By Edith LedererAssociated Press
April 16, 2001
A U.N.-appointed panel investigating the illegal plundering of Congo's resources called Monday for an immediate temporary embargo on trade in diamonds, gold, timber, and minerals used in high-tech equipment with Rwanda, Uganda and Burundi.
In a report to the Security Council, the five-member panel accused top military commanders in the three countries of helping to systematically exploit Congo's resources along with a number of companies, individuals and a growing international network of criminal cartels.The illegal exploitation of Congo's wealth, it said, is fueling the country's 2 1/2-year civil war.
Rwandan President Paul Kagame and Ugandan President Yoweri Museveni ''are on the verge of becoming the godfathers of the illegal exploitation of natural resources and the continuation of the conflict in the Democratic Republic of the Congo,'' it said. The presidents have knowledge of the exploitation and have failed to stop it, the report said. ''They have indirectly given criminal cartels a unique opportunity to organize and operate in this fragile and sensitive region.''
The report said it would make no allegations about the personal involvement of the countries' presidents until further investigation is carried out.
The report called on the governments of Rwanda, Uganda and Burundi to pay compensation to companies whose properties and natural resources were confiscated or taken between 1998 and 2000, and to farmers and religious groups whose crops and land were looted or taken by their armed forces.
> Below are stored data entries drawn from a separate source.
use std::fmt;
use std::time::Duration;

use url::Url;

use crate::infer::format_duration;

/// The scalar kinds a declaration value can take.
#[derive(Debug, Clone, Copy, PartialEq, Eq, PartialOrd, Ord, Hash)]
pub enum Kind {
    Int,
    Uint,
    Float,
    Bool,
    Duration,
    Url,
    String,
    StringList,
}

impl Kind {
    pub fn type_name(self) -> &'static str {
        match self {
            Kind::Int => "int",
            Kind::Uint => "uint",
            Kind::Float => "float",
            Kind::Bool => "bool",
            Kind::Duration => "duration",
            Kind::Url => "url",
            Kind::String => "string",
            Kind::StringList => "string list",
        }
    }
}

impl fmt::Display for Kind {
    fn fmt(&self, f: &mut fmt::Formatter<'_>) -> fmt::Result {
        f.write_str(self.type_name())
    }
}

/// A typed declaration value. The variant is fixed once inference picks it.
#[derive(Debug, Clone, PartialEq)]
pub enum Value {
    Int(i64),
    Uint(u64),
    Float(f64),
    Bool(bool),
    Duration(Duration),
    /// `None` is the empty URL.
    Url(Option<Url>),
    String(String),
    /// Comma separated list. Only produced by registry declarations, never by inference.
    StringList(Vec<String>),
}

impl From<String> for Value {
    fn from(value: String) -> Self {
        Value::String(value)
    }
}

impl From<&str> for Value {
    fn from(value: &str) -> Self {
        Value::String(value.to_string())
    }
}

impl From<bool> for Value {
    fn from(value: bool) -> Self {
        Value::Bool(value)
    }
}

impl From<i64> for Value {
    fn from(value: i64) -> Self {
        Value::Int(value)
    }
}

impl From<u64> for Value {
    fn from(value: u64) -> Self {
        Value::Uint(value)
    }
}

impl From<f64> for Value {
    fn from(value: f64) -> Self {
        Value::Float(value)
    }
}

impl From<Duration> for Value {
    fn from(value: Duration) -> Self {
        Value::Duration(value)
    }
}

impl From<Url> for Value {
    fn from(value: Url) -> Self {
        Value::Url(Some(value))
    }
}

impl From<Option<Url>> for Value {
    fn from(value: Option<Url>) -> Self {
        Value::Url(value)
    }
}

impl From<Vec<String>> for Value {
    fn from(values: Vec<String>) -> Self {
        Value::StringList(values)
    }
}

impl Value {
    pub fn kind(&self) -> Kind {
        match self {
            Value::Int(_) => Kind::Int,
            Value::Uint(_) => Kind::Uint,
            Value::Float(_) => Kind::Float,
            Value::Bool(_) => Kind::Bool,
            Value::Duration(_) => Kind::Duration,
            Value::Url(_) => Kind::Url,
            Value::String(_) => Kind::String,
            Value::StringList(_) => Kind::StringList,
        }
    }

    pub fn type_name(&self) -> &'static str {
        self.kind().type_name()
    }

    pub fn as_i64(&self) -> Option<i64> {
        match self {
            Value::Int(n) => Some(*n),
            _ => None,
        }
    }

    pub fn as_u64(&self) -> Option<u64> {
        match self {
            Value::Uint(n) => Some(*n),
            Value::Int(n) if *n >= 0 => Some(*n as u64),
            _ => None,
        }
    }

    pub fn as_f64(&self) -> Option<f64> {
        match self {
            Value::Float(f) => Some(*f),
            _ => None,
        }
    }

    pub fn as_bool(&self) -> Option<bool> {
        match self {
            Value::Bool(b) => Some(*b),
            _ => None,
        }
    }

    pub fn as_duration(&self) -> Option<Duration> {
        match self {
            Value::Duration(d) => Some(*d),
            _ => None,
        }
    }

    pub fn as_url(&self) -> Option<&Url> {
        match self {
            Value::Url(url) => url.as_ref(),
            _ => None,
        }
    }

    pub fn as_str(&self) -> Option<&str> {
        match self {
            Value::String(s) => Some(s),
            _ => None,
        }
    }

    /// True when the value equals its kind's empty sentinel.
    pub fn is_empty(&self) -> bool {
        match self {
            Value::Int(n) => *n == 0,
            Value::Uint(n) => *n == 0,
            Value::Float(f) => *f == 0.0,
            Value::Bool(_) => false,
            Value::Duration(d) => d.is_zero(),
            Value::Url(url) => url.is_none(),
            Value::String(s) => s.is_empty(),
            Value::StringList(items) => items.is_empty(),
        }
    }

    /// Render the value as text that infers back to an equal value.
    pub fn render(&self) -> String {
        match self {
            Value::Int(n) => n.to_string(),
            Value::Uint(n) => n.to_string(),
            // Debug keeps a `.0` or exponent so whole floats do not come back as integers.
            Value::Float(f) => format!("{f:?}"),
            Value::Bool(b) => b.to_string(),
            Value::Duration(d) => format_duration(*d),
            Value::Url(Some(url)) => url.as_str().to_string(),
            Value::Url(None) => String::new(),
            Value::String(s) => s.clone(),
            Value::StringList(items) => items.join(","),
        }
    }
}

impl fmt::Display for Value {
    fn fmt(&self, f: &mut fmt::Formatter<'_>) -> fmt::Result {
        f.write_str(&self.render())
    }
}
The five-member panel also urged the 189 U.N. member states to immediately freeze the financial assets of all Congolese rebel movements and their leaders. It called for an immediate arms embargo on rebel groups operating in the Congo and urged the council to consider extending the embargo to countries that support them.
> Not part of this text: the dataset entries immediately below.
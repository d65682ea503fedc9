//! Code generation for a typed configuration module.
//!
//! A single walk over the [`ConfigForest`] produces every section of the
//! output together, so each leaf gets exactly one constant, one struct
//! field, one registration and, unless it is a bool, one validation.

use envgen::{Error, Kind, Value};
use proc_macro2::{Ident, Literal, TokenStream};
use quote::{ToTokens, format_ident, quote};
use tracing::debug;

use crate::format::format_source;
use crate::naming::ident;
use crate::tree::{ConfigForest, ConfigNode, LeafInfo, NodeKind};

/// Names the generated module imports from the runtime crate.
const IMPORTED_NAMES: &[&str] = &["EnvError", "EnvSource", "ProcessEnv", "Registry"];

/// Header written above every generated module.
pub const GENERATED_HEADER: &str = "// @generated by envgen. Do not edit.\n";

/// Options for the generated module.
#[derive(Debug, Clone)]
pub struct SynthOptions {
    /// Path of the runtime crate as seen from the generated code.
    pub runtime_crate: String,
    /// Name of the top-level struct.
    pub root_struct: String,
}

impl Default for SynthOptions {
    fn default() -> Self {
        Self {
            runtime_crate: "envgen_runtime".to_string(),
            root_struct: "Config".to_string(),
        }
    }
}

/// A generated module before formatting.
#[derive(Debug, Clone)]
pub struct GeneratedUnit {
    pub tokens: TokenStream,
    pub constants: usize,
    pub fields: usize,
    pub structs: usize,
    pub registrations: usize,
    pub validations: usize,
}

impl GeneratedUnit {
    /// Pretty-print the module with the generated-code header.
    pub fn render(&self) -> Result<String, Error> {
        let source = format_source(&self.tokens.to_string())?;
        Ok(format!("{GENERATED_HEADER}\n{source}"))
    }
}

/// Generate the configuration module for `forest`.
pub fn synthesize(forest: &ConfigForest, options: &SynthOptions) -> Result<GeneratedUnit, Error> {
    let rt: syn::Path = syn::parse_str(&options.runtime_crate)
        .map_err(|err| Error::invalid_name(&options.runtime_crate, format!("not a crate path: {err}")))?;
    let root: Ident = syn::parse_str(&options.root_struct)
        .map_err(|err| Error::invalid_name(&options.root_struct, format!("not a struct name: {err}")))?;
    if IMPORTED_NAMES.contains(&options.root_struct.as_str()) {
        return Err(Error::conflict(&options.root_struct, "root struct shadows a runtime import"));
    }
    if let Some((path, type_name)) = find_type(&forest.roots, &|name: &str| {
        name == options.root_struct || IMPORTED_NAMES.contains(&name)
    }) {
        return Err(Error::conflict(
            path,
            format!("section struct {type_name} clashes with the root struct or a runtime import"),
        ));
    }

    let mut emitter = Emitter {
        rt: quote!(#rt),
        consts: Vec::new(),
        structs: Vec::new(),
        registrations: Vec::new(),
        validations: Vec::new(),
        fields: 0,
    };
    let assembly = emitter.section(&root, &forest.roots);

    let Emitter {
        rt,
        consts,
        structs,
        registrations,
        validations,
        fields,
    } = emitter;
    debug!(
        constants = consts.len(),
        structs = structs.len(),
        validations = validations.len(),
        "synthesized configuration module"
    );

    let tokens = quote! {
        use #rt::{EnvError, EnvSource, ProcessEnv, Registry};

        #(#consts)*

        #(#structs)*

        /// Parse the configuration from the process environment into the global registry.
        pub fn parse() -> ::core::result::Result<#root, EnvError> {
            parse_from(&mut Registry::global(), &ProcessEnv)
        }

        /// Register every variable in `registry`, apply overrides from `env` and
        /// check that no non-bool field is left empty.
        pub fn parse_from(registry: &mut Registry, env: &dyn EnvSource) -> ::core::result::Result<#root, EnvError> {
            #(#registrations)*
            registry.parse_with(env)?;
            let cfg = #assembly;
            #(#validations)*
            ::core::result::Result::Ok(cfg)
        }
    };

    Ok(GeneratedUnit {
        tokens,
        constants: consts.len(),
        fields,
        structs: structs.len(),
        registrations: registrations.len(),
        validations: validations.len(),
    })
}

/// First section whose struct name is rejected by `taken`, as `(field, type name)`.
fn find_type<'a>(nodes: &'a [ConfigNode], taken: &dyn Fn(&str) -> bool) -> Option<(&'a str, &'a str)> {
    nodes.iter().find_map(|node| match &node.kind {
        NodeKind::Section { type_name, .. } if taken(type_name) => Some((node.field.as_str(), type_name.as_str())),
        NodeKind::Section { children, .. } => find_type(children, taken),
        NodeKind::Leaf(_) => None,
    })
}

struct Emitter {
    rt: TokenStream,
    consts: Vec<TokenStream>,
    structs: Vec<TokenStream>,
    registrations: Vec<TokenStream>,
    validations: Vec<TokenStream>,
    fields: usize,
}

impl Emitter {
    /// Emit the struct for one section and return the expression that builds it.
    fn section(&mut self, type_name: &Ident, nodes: &[ConfigNode]) -> TokenStream {
        // Parents are written before their sections.
        let slot = self.structs.len();
        self.structs.push(TokenStream::new());

        let mut fields = Vec::with_capacity(nodes.len());
        let mut inits = Vec::with_capacity(nodes.len());
        for node in nodes {
            let field = ident(&node.field);
            match &node.kind {
                NodeKind::Leaf(leaf) => {
                    let ty = self.field_type(leaf.kind());
                    fields.push(quote! { pub #field: #ty });
                    let handle = self.leaf(leaf);
                    inits.push(quote! { #field: registry.get(&#handle)? });
                }
                NodeKind::Section { type_name, children } => {
                    let ty = format_ident!("{}", type_name);
                    fields.push(quote! { pub #field: #ty });
                    let expr = self.section(&ty, children);
                    inits.push(quote! { #field: #expr });
                }
            }
        }

        self.structs[slot] = quote! {
            #[derive(Debug, Clone, PartialEq)]
            pub struct #type_name {
                #(#fields,)*
            }
        };
        quote! { #type_name { #(#inits,)* } }
    }

    /// Emit the constant, registration and validation for a leaf and return
    /// the handle binding.
    fn leaf(&mut self, leaf: &LeafInfo) -> Ident {
        let konst = format_ident!("{}", leaf.const_name);
        let env_name = &leaf.env_name;
        self.consts.push(quote! { pub const #konst: &str = #env_name; });

        let handle = format_ident!("{}", leaf.handle_name());
        let (method, default) = self.registration(&leaf.default);
        self.registrations
            .push(quote! { let #handle = registry.#method(#konst, #default); });

        let path: Vec<Ident> = leaf.path.iter().map(|segment| ident(segment)).collect();
        let access = quote! { cfg #(.#path)* };
        if let Some(check) = empty_check(leaf.kind(), access) {
            self.validations.push(quote! {
                if #check {
                    return ::core::result::Result::Err(EnvError::empty(#konst));
                }
            });
        }
        self.fields += 1;
        handle
    }

    fn field_type(&self, kind: Kind) -> TokenStream {
        let rt = &self.rt;
        match kind {
            Kind::Int => quote!(i64),
            Kind::Uint => quote!(u64),
            Kind::Float => quote!(f64),
            Kind::Bool => quote!(bool),
            Kind::Duration => quote!(::std::time::Duration),
            Kind::Url => quote!(::core::option::Option<#rt::url::Url>),
            Kind::String => quote!(::std::string::String),
            Kind::StringList => quote!(::std::vec::Vec<::std::string::String>),
        }
    }

    /// Registry method and default literal for a value.
    fn registration(&self, value: &Value) -> (Ident, TokenStream) {
        let rt = &self.rt;
        match value {
            Value::Int(v) => {
                let lit = Literal::u64_unsuffixed(v.unsigned_abs());
                let default = if *v < 0 { quote!(-#lit) } else { quote!(#lit) };
                (format_ident!("int_var"), default)
            }
            Value::Uint(v) => (format_ident!("uint_var"), Literal::u64_unsuffixed(*v).into_token_stream()),
            Value::Float(v) => (format_ident!("float_var"), float_literal(*v)),
            Value::Bool(v) => (format_ident!("bool_var"), quote!(#v)),
            Value::Duration(d) => {
                let secs = Literal::u64_unsuffixed(d.as_secs());
                let default = match d.subsec_nanos() {
                    0 => quote!(::std::time::Duration::from_secs(#secs)),
                    nanos => {
                        let nanos = Literal::u32_unsuffixed(nanos);
                        quote!(::std::time::Duration::new(#secs, #nanos))
                    }
                };
                (format_ident!("duration_var"), default)
            }
            Value::Url(Some(url)) => {
                let text = url.as_str();
                (format_ident!("url_var"), quote!(#rt::url::Url::parse(#text).ok()))
            }
            Value::Url(None) => (format_ident!("url_var"), quote!(::core::option::Option::None)),
            Value::String(s) => (format_ident!("string_var"), quote!(#s)),
            Value::StringList(items) => (
                format_ident!("strings_var"),
                quote!(::std::vec![#(::std::string::String::from(#items)),*]),
            ),
        }
    }
}

fn float_literal(v: f64) -> TokenStream {
    if v.is_nan() {
        quote!(f64::NAN)
    } else if v.is_infinite() {
        if v > 0.0 {
            quote!(f64::INFINITY)
        } else {
            quote!(f64::NEG_INFINITY)
        }
    } else {
        let lit = Literal::f64_unsuffixed(v.abs());
        if v.is_sign_negative() {
            quote!(-#lit)
        } else {
            quote!(#lit)
        }
    }
}

/// Condition that holds when a field still has its kind's empty value.
fn empty_check(kind: Kind, access: TokenStream) -> Option<TokenStream> {
    match kind {
        Kind::Bool => None,
        Kind::Int | Kind::Uint => Some(quote!(#access == 0)),
        Kind::Float => Some(quote!(#access == 0.0)),
        Kind::Duration => Some(quote!(#access.is_zero())),
        Kind::Url => Some(quote!(#access.is_none())),
        Kind::String | Kind::StringList => Some(quote!(#access.is_empty())),
    }
}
The panel said the Security Council should urge all countries to freeze the assets of companies and individuals that continue to exploit Congo's natural resources and to ensure that public and private financial institutions stop doing business with banks in Burundi, Rwanda and Uganda allegedly involved in illegal Congo dealings.
It also recommended that the council consider international prosecution of individuals, companies and government officials ''whose economic and financial activities directly or indirectly harm powerless people and weak economies.''
The panel report is one of several investigations commissioned by the Security Council to look into the role that diamonds and other natural resources are playing in fueling Africa's brutal wars.
Rebels backed by Rwanda and Uganda took up arms to topple former Congolese President Laurent Kabila in August 1998. Zimbabwe, Namibia and Angola joined the fight in support of Kabila. A 1999 cease-fire signed by most combatants was never fully implemented, but the search for peace gained momentum following Kabila's assassination in January and the succession of his son, Joseph, to the presidency.
Previous reports on the illegal diamond-for-gun trade in Angola and Sierra Leone have led to widespread calls for tighter export controls on diamonds and weapons.
The Security Council has imposed diamond and arms embargoes on rebels in Angola and Sierra Leone in a bid to strangle their abilities to make war. No such sanctions exist on Congo or its rebel groups, but under France's sponsorship, the council authorized the panel to investigate reports that the warring sides were making money off the conflict.
The panel's report concluded that the Congo conflict ''has become mainly about access, control and trade of five key mineral resources: coltan, diamonds, copper, cobalt and gold.'' Coltan is used in the production of power-storing components for high-tech gear ranging from nuclear reactors to cell phones to PlayStations.
The embargo against Rwanda, Uganda, and Burundi called for by the panel includes coltan, niobium, pyrochlore, cassiterite, timber, gold and diamonds. The panel said it should remain until the three countries' involvement in exploiting Congo's resources ''is made clear and declared so by the Security Council.''
The countries backing Kabila's government argued they shouldn't be investigated for alleged plundering since they are in the country at the request of the government. They say any illegal activity is being carried out by the ''uninvited aggressors'' _ Rwanda and Uganda.
The report said the Rwandan and Ugandan economies had benefited financially from the conflict to varying extents, ''unlike those of Angola and Namibia.'' It said Zimbabwe was ''a special case'' because some Zimbabwe companies received concessions.